═══ ENTRIES PROVIDED ═══

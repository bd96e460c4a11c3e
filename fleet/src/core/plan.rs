//! Evaluation plan: the shared, immutable contract every agent is judged by.

use std::collections::BTreeMap;
use std::fmt;

use serde::{Deserialize, Serialize};
use thiserror::Error;
use tracing::warn;

use crate::core::scoring::metric_key;

/// Weights must sum to this total (within [`WEIGHT_TOLERANCE`]).
pub const WEIGHT_TOTAL: f64 = 100.0;
pub const WEIGHT_TOLERANCE: f64 = 0.01;

/// Planner output must describe at least this many tests and metrics.
pub const MIN_PLAN_TESTS: usize = 3;
pub const MIN_PLAN_METRICS: usize = 3;

pub const CORRECTNESS: &str = "correctness";
pub const SIMPLICITY: &str = "simplicity";
pub const PERFORMANCE: &str = "performance";

/// Weight categories a generated plan must always carry.
pub const REQUIRED_WEIGHTS: [&str; 3] = [CORRECTNESS, SIMPLICITY, PERFORMANCE];

#[derive(Debug, Clone, Copy, PartialEq, Eq, PartialOrd, Ord, Hash, Serialize, Deserialize)]
#[serde(rename_all = "snake_case")]
pub enum TestCategory {
    Correctness,
    EdgeCases,
    Performance,
}

impl TestCategory {
    pub fn as_str(self) -> &'static str {
        match self {
            TestCategory::Correctness => "correctness",
            TestCategory::EdgeCases => "edge_cases",
            TestCategory::Performance => "performance",
        }
    }
}

impl fmt::Display for TestCategory {
    fn fmt(&self, f: &mut fmt::Formatter<'_>) -> fmt::Result {
        f.write_str(self.as_str())
    }
}

#[derive(Debug, Clone, PartialEq, Eq, Serialize, Deserialize)]
pub struct TestSpec {
    pub name: String,
    pub category: TestCategory,
    #[serde(default)]
    pub description: String,
}

#[derive(Debug, Clone, PartialEq, Error)]
pub enum PlanError {
    #[error("weights must sum to 100, got {total}")]
    WeightSum { total: f64 },
    #[error("plan must include at least {min} tests, got {found}")]
    TooFewTests { found: usize, min: usize },
    #[error("plan must include at least {min} metrics, got {found}")]
    TooFewMetrics { found: usize, min: usize },
    #[error("weights missing required category '{0}'")]
    MissingWeight(String),
    #[error("plan schema violations:\n- {}", .0.join("\n- "))]
    Schema(Vec<String>),
    #[error("no JSON object found in planner response")]
    NoJson,
    #[error("invalid plan JSON: {0}")]
    Json(String),
}

/// Unvalidated plan fields, as produced by the planner or read from disk.
#[derive(Debug, Clone, PartialEq, Serialize, Deserialize)]
pub struct PlanDraft {
    pub resolved_task: String,
    pub interface_contract: String,
    pub tests: Vec<TestSpec>,
    pub metrics: Vec<String>,
    pub weights: BTreeMap<String, f64>,
    pub eval_script: String,
}

/// Validated evaluation plan. Read-only after construction.
#[derive(Debug, Clone, PartialEq, Serialize, Deserialize)]
#[serde(try_from = "PlanDraft")]
pub struct EvaluationPlan {
    resolved_task: String,
    interface_contract: String,
    tests: Vec<TestSpec>,
    metrics: Vec<String>,
    weights: BTreeMap<String, f64>,
    eval_script: String,
}

impl EvaluationPlan {
    /// Build a plan; fails only when the weights do not sum to 100.
    ///
    /// A non-finite weight makes the sum non-finite and is rejected too.
    pub fn new(draft: PlanDraft) -> Result<Self, PlanError> {
        let total: f64 = draft.weights.values().sum();
        if !total.is_finite() || (total - WEIGHT_TOTAL).abs() > WEIGHT_TOLERANCE {
            return Err(PlanError::WeightSum { total });
        }
        let plan = Self {
            resolved_task: draft.resolved_task,
            interface_contract: draft.interface_contract,
            tests: draft.tests,
            metrics: draft.metrics,
            weights: draft.weights,
            eval_script: draft.eval_script,
        };
        for category in plan.unmetered_categories() {
            warn!(
                category,
                metric = %metric_key(category),
                "weighted category has no matching metric"
            );
        }
        Ok(plan)
    }

    /// Weight categories whose `<category>_score` is not among the plan's metrics.
    ///
    /// Agents can still report such a metric; until one does, the category scores 0.
    pub fn unmetered_categories(&self) -> Vec<&str> {
        self.weights
            .keys()
            .filter(|category| !self.metrics.contains(&metric_key(category)))
            .map(String::as_str)
            .collect()
    }

    /// Stricter checks applied to planner output before any agent starts.
    pub fn validate_generated(&self) -> Result<(), PlanError> {
        if self.tests.len() < MIN_PLAN_TESTS {
            return Err(PlanError::TooFewTests {
                found: self.tests.len(),
                min: MIN_PLAN_TESTS,
            });
        }
        if self.metrics.len() < MIN_PLAN_METRICS {
            return Err(PlanError::TooFewMetrics {
                found: self.metrics.len(),
                min: MIN_PLAN_METRICS,
            });
        }
        if let Some(missing) = REQUIRED_WEIGHTS
            .iter()
            .find(|category| !self.weights.contains_key(**category))
        {
            return Err(PlanError::MissingWeight((*missing).to_string()));
        }
        Ok(())
    }

    pub fn resolved_task(&self) -> &str {
        &self.resolved_task
    }

    pub fn interface_contract(&self) -> &str {
        &self.interface_contract
    }

    pub fn tests(&self) -> &[TestSpec] {
        &self.tests
    }

    pub fn metrics(&self) -> &[String] {
        &self.metrics
    }

    pub fn weights(&self) -> &BTreeMap<String, f64> {
        &self.weights
    }

    pub fn eval_script(&self) -> &str {
        &self.eval_script
    }

    pub fn test_count(&self) -> usize {
        self.tests.len()
    }

    pub fn tests_in(&self, category: TestCategory) -> impl Iterator<Item = &TestSpec> {
        self.tests
            .iter()
            .filter(move |test| test.category == category)
    }

    /// Weight for a category, or 0 when the plan does not score it.
    pub fn category_weight(&self, category: &str) -> f64 {
        self.weights.get(category).copied().unwrap_or(0.0)
    }
}

impl TryFrom<PlanDraft> for EvaluationPlan {
    type Error = PlanError;

    fn try_from(draft: PlanDraft) -> Result<Self, Self::Error> {
        Self::new(draft)
    }
}

impl From<EvaluationPlan> for PlanDraft {
    fn from(plan: EvaluationPlan) -> Self {
        Self {
            resolved_task: plan.resolved_task,
            interface_contract: plan.interface_contract,
            tests: plan.tests,
            metrics: plan.metrics,
            weights: plan.weights,
            eval_script: plan.eval_script,
        }
    }
}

═══

▶ _EXERCISE DIRECTIONS_
The only acceptable answer is a number: how many lines in the data above hold the word "Clone".

▶ _RESULT OF THE EXERCISE_
5